Forza Nuova ha ufficialmente rinunciato a tenere la Marcia su Roma che era stata programmata per il prossimo 28 ottobre, anniversario della "vera" marcia che si tenne nel 1922 e che diede poi vita al regime fascista. "Oggi pomeriggio i promotori si sono presentati in Questura comunicando nuove modalità di svolgimento dell'iniziativa, che saranno oggetto di adeguate valutazioni". Le autorità di pubblica sicurezza si sono già espresse chiaramente sul corteo di Fn il 28 ottobre, che avrebbe tutte le caratteristiche dell'apologia di fascismo e rischierebbe di provocare tensioni.

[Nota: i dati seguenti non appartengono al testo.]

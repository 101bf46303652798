use std::sync::Arc;

use actix_web::{HttpResponse, web};
use chrono::Utc;
use tracing::warn;

use crate::slate::{DemoReason, SlateFeed, SlateOutcome, build_slate};

pub type SharedFeed = Arc<dyn SlateFeed>;

pub fn configure_routes(cfg: &mut web::ServiceConfig) {
    cfg.route("/api/slate", web::get().to(get_slate))
        .route("/health", web::get().to(health_check));
}

/// Always 200. Any failure, including a panicked worker, yields the demo slate.
pub async fn get_slate(feed: web::Data<SharedFeed>) -> HttpResponse {
    let feed = Arc::clone(feed.get_ref());
    let now = Utc::now();
    let outcome = match web::block(move || build_slate(feed.as_ref(), now)).await {
        Ok(outcome) => outcome,
        Err(err) => {
            warn!(error = %err, "slate worker failed; serving demo slate");
            SlateOutcome::Demo(DemoReason::WorkerFailed(err.to_string()))
        }
    };
    HttpResponse::Ok().json(outcome.into_response(now))
}

pub async fn health_check() -> HttpResponse {
    HttpResponse::Ok().json(serde_json::json!({
        "status": "healthy",
        "service": "slate-server",
        "version": env!("CARGO_PKG_VERSION")
    }))
}
use std::sync::Arc;

use actix_web::{App, HttpServer, middleware, web};
use saturday_signal::config::{SlateConfig, load_dotenv};
use saturday_signal::server::{SharedFeed, configure_routes};
use saturday_signal::slate::CfbdFeed;
use tracing::info;
use tracing_subscriber::EnvFilter;

#[actix_web::main]
async fn main() -> anyhow::Result<()> {
    load_dotenv();

    tracing_subscriber::fmt()
        .with_env_filter(
            EnvFilter::try_from_default_env().unwrap_or_else(|_| EnvFilter::new("info")),
        )
        .json()
        .init();

    let cfg = SlateConfig::from_env();
    if cfg.cfbd_api_key.is_none() {
        info!("CFBD_API_KEY not set; /api/slate will serve the demo slate");
    }
    if cfg.odds.is_active() {
        info!(regions = %cfg.odds.regions, "odds feed enabled");
    }

    let bind_addr = cfg.bind_addr.clone();
    let feed: SharedFeed = Arc::new(CfbdFeed::new(cfg));
    let feed = web::Data::new(feed);

    info!("slate server listening on {}", bind_addr);

    HttpServer::new(move || {
        App::new()
            .app_data(feed.clone())
            .configure(configure_routes)
            .wrap(middleware::Logger::default())
    })
    .bind(&bind_addr)?
    .run()
    .await?;

    Ok(())
}
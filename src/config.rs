use std::env;

use chrono::{Datelike, Utc};

pub const DEFAULT_CFBD_BASE_URL: &str = "https://api.collegefootballdata.com";
pub const DEFAULT_ODDS_BASE_URL: &str = "https://api.the-odds-api.com";
pub const DEFAULT_BIND_ADDR: &str = "0.0.0.0:3000";
const DEFAULT_TIME_TOLERANCE_MIN: i64 = 90;

/// Loads `.env.local` first so it wins over `.env`; neither is required.
pub fn load_dotenv() {
    let _ = dotenvy::from_filename(".env.local");
    let _ = dotenvy::from_filename(".env");
}

#[derive(Debug, Clone)]
pub struct SlateConfig {
    pub cfbd_api_key: Option<String>,
    pub cfbd_base_url: String,
    pub season_type: String,
    pub season_year: Option<i32>,
    pub odds: OddsConfig,
    pub bind_addr: String,
    pub slate_url: Option<String>,
}

#[derive(Debug, Clone)]
pub struct OddsConfig {
    pub enabled: bool,
    pub api_key: Option<String>,
    pub base_url: String,
    pub regions: String,
    pub time_tolerance_secs: i64,
}

impl OddsConfig {
    pub fn is_active(&self) -> bool {
        self.enabled && self.api_key.is_some()
    }
}

impl SlateConfig {
    pub fn from_env() -> Self {
        Self::from_lookup(|key| env::var(key).ok())
    }

    pub fn from_lookup(lookup: impl Fn(&str) -> Option<String>) -> Self {
        let get = |key: &str| {
            lookup(key)
                .map(|v| v.trim().to_string())
                .filter(|v| !v.is_empty())
        };

        let time_tolerance_min = get("ODDS_MATCH_TIME_TOLERANCE_MIN")
            .and_then(|v| v.parse::<i64>().ok())
            .unwrap_or(DEFAULT_TIME_TOLERANCE_MIN)
            .clamp(5, 360);

        Self {
            cfbd_api_key: get("CFBD_API_KEY"),
            cfbd_base_url: get("CFBD_BASE_URL")
                .unwrap_or_else(|| DEFAULT_CFBD_BASE_URL.to_string())
                .trim_end_matches('/')
                .to_string(),
            season_type: get("CFBD_SEASON_TYPE")
                .unwrap_or_else(|| "regular".to_string())
                .to_ascii_lowercase(),
            season_year: get("CFBD_YEAR").and_then(|v| v.parse::<i32>().ok()),
            odds: OddsConfig {
                enabled: get("ODDS_ENABLED").map(|v| parse_bool(&v)).unwrap_or(true),
                api_key: get("ODDS_API_KEY"),
                base_url: get("ODDS_BASE_URL")
                    .unwrap_or_else(|| DEFAULT_ODDS_BASE_URL.to_string())
                    .trim_end_matches('/')
                    .to_string(),
                regions: get("ODDS_REGIONS")
                    .unwrap_or_else(|| "us".to_string())
                    .to_ascii_lowercase(),
                time_tolerance_secs: time_tolerance_min * 60,
            },
            bind_addr: get("SLATE_BIND").unwrap_or_else(|| DEFAULT_BIND_ADDR.to_string()),
            slate_url: get("SLATE_URL"),
        }
    }

    /// Season to query: the override if set, else the current calendar year.
    pub fn season(&self) -> i32 {
        self.season_year.unwrap_or_else(|| Utc::now().year())
    }
}

fn parse_bool(raw: &str) -> bool {
    let t = raw.trim().to_ascii_lowercase();
    !(t.is_empty() || t == "0" || t == "false" || t == "off" || t == "no")
}
use std::fs;
use std::path::PathBuf;

use chrono::{TimeZone, Utc};
use saturday_signal::cfbd_fetch::{RawGame, parse_cfbd_list_json};
use saturday_signal::feed::parse_slate_json;
use saturday_signal::odds_fetch::{find_market_line, parse_market_lines_json};
use saturday_signal::rank_talent::{build_rank_map, build_talent_map};

fn read_fixture(name: &str) -> String {
    let mut path = PathBuf::from(env!("CARGO_MANIFEST_DIR"));
    path.push("tests");
    path.push("fixtures");
    path.push(name);
    fs::read_to_string(path).expect("fixture file should be readable")
}

#[test]
fn parses_cfbd_games_fixture() {
    let raw = read_fixture("cfbd_games.json");
    let rows = parse_cfbd_list_json(&raw).expect("fixture should parse");
    assert_eq!(rows.len(), 7);

    let games: Vec<RawGame> = rows.iter().map(RawGame::from_value).collect();
    assert_eq!(games[0].id.as_deref(), Some("401752001"));
    assert_eq!(games[0].home, "Texas");
    assert_eq!(games[0].network.as_deref(), Some("ABC"));
    assert_eq!(
        games[0].kickoff,
        Some(Utc.with_ymd_and_hms(2025, 9, 6, 23, 30, 0).unwrap())
    );

    // camelCase variant with real numbers on the record
    assert_eq!(games[1].away, "Clemson");
    assert_eq!(games[1].spread, Some(-3.5));
    assert_eq!(games[1].total, Some(55.5));

    assert!(!games[2].is_top_tier());
    assert!(games[5].is_top_tier());
    // string spreads are not real numbers
    assert_eq!(games[6].spread, None);
    assert!(games[6].id.is_none());
}

#[test]
fn non_array_cfbd_payloads_are_empty() {
    assert!(parse_cfbd_list_json("{\"message\":\"nope\"}").unwrap().is_empty());
    assert!(parse_cfbd_list_json("null").unwrap().is_empty());
    assert!(parse_cfbd_list_json("").unwrap().is_empty());
    assert!(parse_cfbd_list_json("not json").is_err());
}

#[test]
fn rank_map_reads_ap_poll_only_and_later_weeks_win() {
    let raw = read_fixture("cfbd_rankings.json");
    let weeks = parse_cfbd_list_json(&raw).expect("fixture should parse");
    let ranks = build_rank_map(&weeks);

    assert_eq!(ranks.get("texas"), Some(&1));
    assert_eq!(ranks.get("ohio state"), Some(&3));
    assert_eq!(ranks.get("lsu"), Some(&9));
    assert_eq!(ranks.get("notre dame"), Some(&6));
    assert!(!ranks.contains_key("boise state"), "coaches poll is ignored");
    assert!(!ranks.contains_key("navy"), "rank 0 is not a ranking");
}

#[test]
fn talent_map_rescales_fixture_to_zero_hundred() {
    let raw = read_fixture("cfbd_talent.json");
    let rows = parse_cfbd_list_json(&raw).expect("fixture should parse");
    let talent = build_talent_map(&rows);

    assert_eq!(talent.len(), 7);
    assert_eq!(talent.get("texas"), Some(&100.0));
    assert_eq!(talent.get("nevada"), Some(&0.0));
    assert_eq!(talent.get("ohio state"), Some(&93.0));
    assert_eq!(talent.get("lsu"), Some(&77.0));
    assert_eq!(talent.get("clemson"), Some(&72.0));
}

#[test]
fn parses_odds_fixture_into_consensus_lines() {
    let raw = read_fixture("odds_ncaaf.json");
    let lines = parse_market_lines_json(&raw).expect("fixture should parse");
    assert_eq!(lines.len(), 2);

    let texas = &lines[0];
    assert_eq!(texas.bookmakers_used, 3);
    assert_eq!(texas.spread, Some(-2.5));
    assert_eq!(texas.total, Some(59.0));

    let lsu = &lines[1];
    assert_eq!(lsu.spread, Some(-7.0));
    assert_eq!(lsu.total, None);

    let kickoff = Utc.with_ymd_and_hms(2025, 9, 6, 23, 0, 0).unwrap();
    let found = find_market_line(&lines, "Texas", "Ohio State", Some(kickoff), 90 * 60)
        .expect("within tolerance");
    assert_eq!(found.home, "Texas Longhorns");
    assert!(find_market_line(&lines, "Texas", "Ohio State", Some(kickoff), 10 * 60).is_none());
    assert!(find_market_line(&lines, "Ohio State", "Texas", Some(kickoff), 90 * 60).is_none());
}

#[test]
fn parses_slate_payload_with_optional_fields_missing() {
    let raw = r#"{
        "games": [{
            "id": "g9",
            "window": "Late",
            "kickoffET": "10:30 PM",
            "teamA": "Oregon",
            "teamB": "USC",
            "importance": 80,
            "prospectDensity": 77,
            "watchability": 70,
            "drama": 65,
            "lastUpdated": "2025-09-06T12:00:00.000Z"
        }],
        "updatedAt": "2025-09-06T12:00:00.000Z"
    }"#;
    let slate = parse_slate_json(raw).expect("slate should parse");
    assert!(!slate.demo);
    assert_eq!(slate.games.len(), 1);
    assert_eq!(slate.games[0].kickoff_et, "10:30 PM");
    assert!(slate.games[0].spread.is_none());
    assert!(slate.games[0].importance_src.is_none());
}
use std::sync::Arc;
use std::sync::mpsc::{Receiver, Sender};
use std::thread;

use anyhow::{Context, Result};
use chrono::Utc;

use crate::config::SlateConfig;
use crate::http_client::{fetch_json, http_client};
use crate::model::SlateResponse;
use crate::slate::{CfbdFeed, SlateFeed, serve_slate};
use crate::state::{Delta, ProviderCommand};

/// Where the dashboard gets its slate: a running slate server, or an
/// in-process build against the upstream feeds.
#[derive(Clone)]
pub enum SlateSource {
    Remote(String),
    Local(Arc<dyn SlateFeed>),
}

impl SlateSource {
    pub fn from_config(cfg: &SlateConfig) -> Self {
        match cfg.slate_url.clone() {
            Some(url) => SlateSource::Remote(url),
            None => SlateSource::Local(Arc::new(CfbdFeed::new(cfg.clone()))),
        }
    }

    pub fn label(&self) -> String {
        match self {
            SlateSource::Remote(url) => url.clone(),
            SlateSource::Local(_) => "in-process".to_string(),
        }
    }
}

pub fn spawn_provider(source: SlateSource, tx: Sender<Delta>, cmd_rx: Receiver<ProviderCommand>) {
    thread::spawn(move || {
        let _ = tx.send(Delta::Log(format!(
            "[INFO] Slate source: {}",
            source.label()
        )));
        refresh(&source, &tx);

        while let Ok(cmd) = cmd_rx.recv() {
            match cmd {
                ProviderCommand::Refresh => refresh(&source, &tx),
            }
        }
    });
}

fn refresh(source: &SlateSource, tx: &Sender<Delta>) {
    let _ = tx.send(Delta::Loading);
    match load_slate(source) {
        Ok(slate) => {
            let _ = tx.send(Delta::SetSlate(slate));
        }
        Err(err) => {
            let _ = tx.send(Delta::LoadFailed(format!("{err:#}")));
        }
    }
}

pub fn load_slate(source: &SlateSource) -> Result<SlateResponse> {
    match source {
        SlateSource::Remote(url) => fetch_remote_slate(url),
        SlateSource::Local(feed) => Ok(serve_slate(feed.as_ref(), Utc::now())),
    }
}

pub fn fetch_remote_slate(url: &str) -> Result<SlateResponse> {
    let client = http_client()?;
    let body = fetch_json(client, url, None, &[]).context("slate request failed")?;
    serde_json::from_value(body).context("invalid slate json")
}

pub fn parse_slate_json(raw: &str) -> Result<SlateResponse> {
    serde_json::from_str(raw.trim()).context("invalid slate json")
}
use chrono::{DateTime, SecondsFormat, Timelike, Utc};
use chrono_tz::America::New_York;

use crate::model::ViewingWindow;

const AFTERNOON_START_HOUR: u32 = 15;
const PRIME_START_HOUR: u32 = 19;
const LATE_START_HOUR: u32 = 22;

/// Buckets a kickoff by its Eastern civil hour. DST is resolved through the
/// tz database, so a 23:30Z kickoff is Prime in September and Afternoon
/// in December.
pub fn classify_window(kickoff: DateTime<Utc>) -> ViewingWindow {
    window_for_hour(kickoff.with_timezone(&New_York).hour())
}

pub fn window_for_hour(hour: u32) -> ViewingWindow {
    if hour < AFTERNOON_START_HOUR {
        ViewingWindow::Noon
    } else if hour < PRIME_START_HOUR {
        ViewingWindow::Afternoon
    } else if hour < LATE_START_HOUR {
        ViewingWindow::Prime
    } else {
        ViewingWindow::Late
    }
}

/// `7:30 PM` style kickoff in Eastern time.
pub fn format_kickoff_time(kickoff: DateTime<Utc>) -> String {
    kickoff
        .with_timezone(&New_York)
        .format("%-I:%M %p")
        .to_string()
}

/// `Sat, Sep 6` style calendar date in Eastern time.
pub fn format_kickoff_date(kickoff: DateTime<Utc>) -> String {
    kickoff
        .with_timezone(&New_York)
        .format("%a, %b %-d")
        .to_string()
}

pub fn format_iso(ts: DateTime<Utc>) -> String {
    ts.to_rfc3339_opts(SecondsFormat::Millis, true)
}

#[cfg(test)]
mod tests {
    use chrono::TimeZone;

    use super::*;

    #[test]
    fn hour_boundaries_are_closed_open() {
        assert_eq!(window_for_hour(0), ViewingWindow::Noon);
        assert_eq!(window_for_hour(14), ViewingWindow::Noon);
        assert_eq!(window_for_hour(15), ViewingWindow::Afternoon);
        assert_eq!(window_for_hour(18), ViewingWindow::Afternoon);
        assert_eq!(window_for_hour(19), ViewingWindow::Prime);
        assert_eq!(window_for_hour(21), ViewingWindow::Prime);
        assert_eq!(window_for_hour(22), ViewingWindow::Late);
        assert_eq!(window_for_hour(23), ViewingWindow::Late);
    }

    #[test]
    fn every_hour_maps_to_a_window() {
        for hour in 0..24 {
            assert!(ViewingWindow::ALL.contains(&window_for_hour(hour)));
        }
    }

    #[test]
    fn daylight_saving_shifts_the_bucket() {
        // 23:30Z is 19:30 EDT in September but 18:30 EST in November.
        let september = Utc.with_ymd_and_hms(2025, 9, 6, 23, 30, 0).unwrap();
        let november = Utc.with_ymd_and_hms(2025, 11, 22, 23, 30, 0).unwrap();
        assert_eq!(classify_window(september), ViewingWindow::Prime);
        assert_eq!(classify_window(november), ViewingWindow::Afternoon);
    }

    #[test]
    fn late_window_from_utc_past_midnight() {
        // 02:30Z Sunday is 22:30 EDT Saturday.
        let kickoff = Utc.with_ymd_and_hms(2025, 9, 7, 2, 30, 0).unwrap();
        assert_eq!(classify_window(kickoff), ViewingWindow::Late);
        assert_eq!(format_kickoff_date(kickoff), "Sat, Sep 6");
    }

    #[test]
    fn formats_eastern_display_strings() {
        let kickoff = Utc.with_ymd_and_hms(2025, 9, 6, 23, 30, 0).unwrap();
        assert_eq!(format_kickoff_time(kickoff), "7:30 PM");
        assert_eq!(format_kickoff_date(kickoff), "Sat, Sep 6");
        assert_eq!(format_iso(kickoff), "2025-09-06T23:30:00.000Z");

        let noon = Utc.with_ymd_and_hms(2025, 9, 6, 16, 0, 0).unwrap();
        assert_eq!(format_kickoff_time(noon), "12:00 PM");
    }
}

"Non abbiamo ancora sciolto la riserva sul 28 ottobre - precisa il leader di Forza Nuova, Roberto Fiore - e le cose non stanno esattamente nei termini indicati dalla Questura". Lo comunica in una nota la Questura di Roma. "Stiamo cercando un modo per uscire da questa impasse".

"Non abbiamo revocato la richiesta della manifestazione del 28 ottobre", dice Fiore. "La notizia del giorno è quella dell'appello a Minniti perché revochi il diniego per la manifestazione del 28, appello che in questo momento è stato firmato da decine di personalità importanti fra i quali l'onorevole La Russa e il Generale Bertolini", si legge sul profilo di Fiore. L'ipotesi è un'iniziativa il 4 novembre, giornata dell'Unità nazionale e delle Forze Armate. Il corteo potrebbe svolgersi sempre in zona Colosseo Quadrato all'Eur, come richiesto per la manifestazione del 28 ottobre, vietata dalla Questura.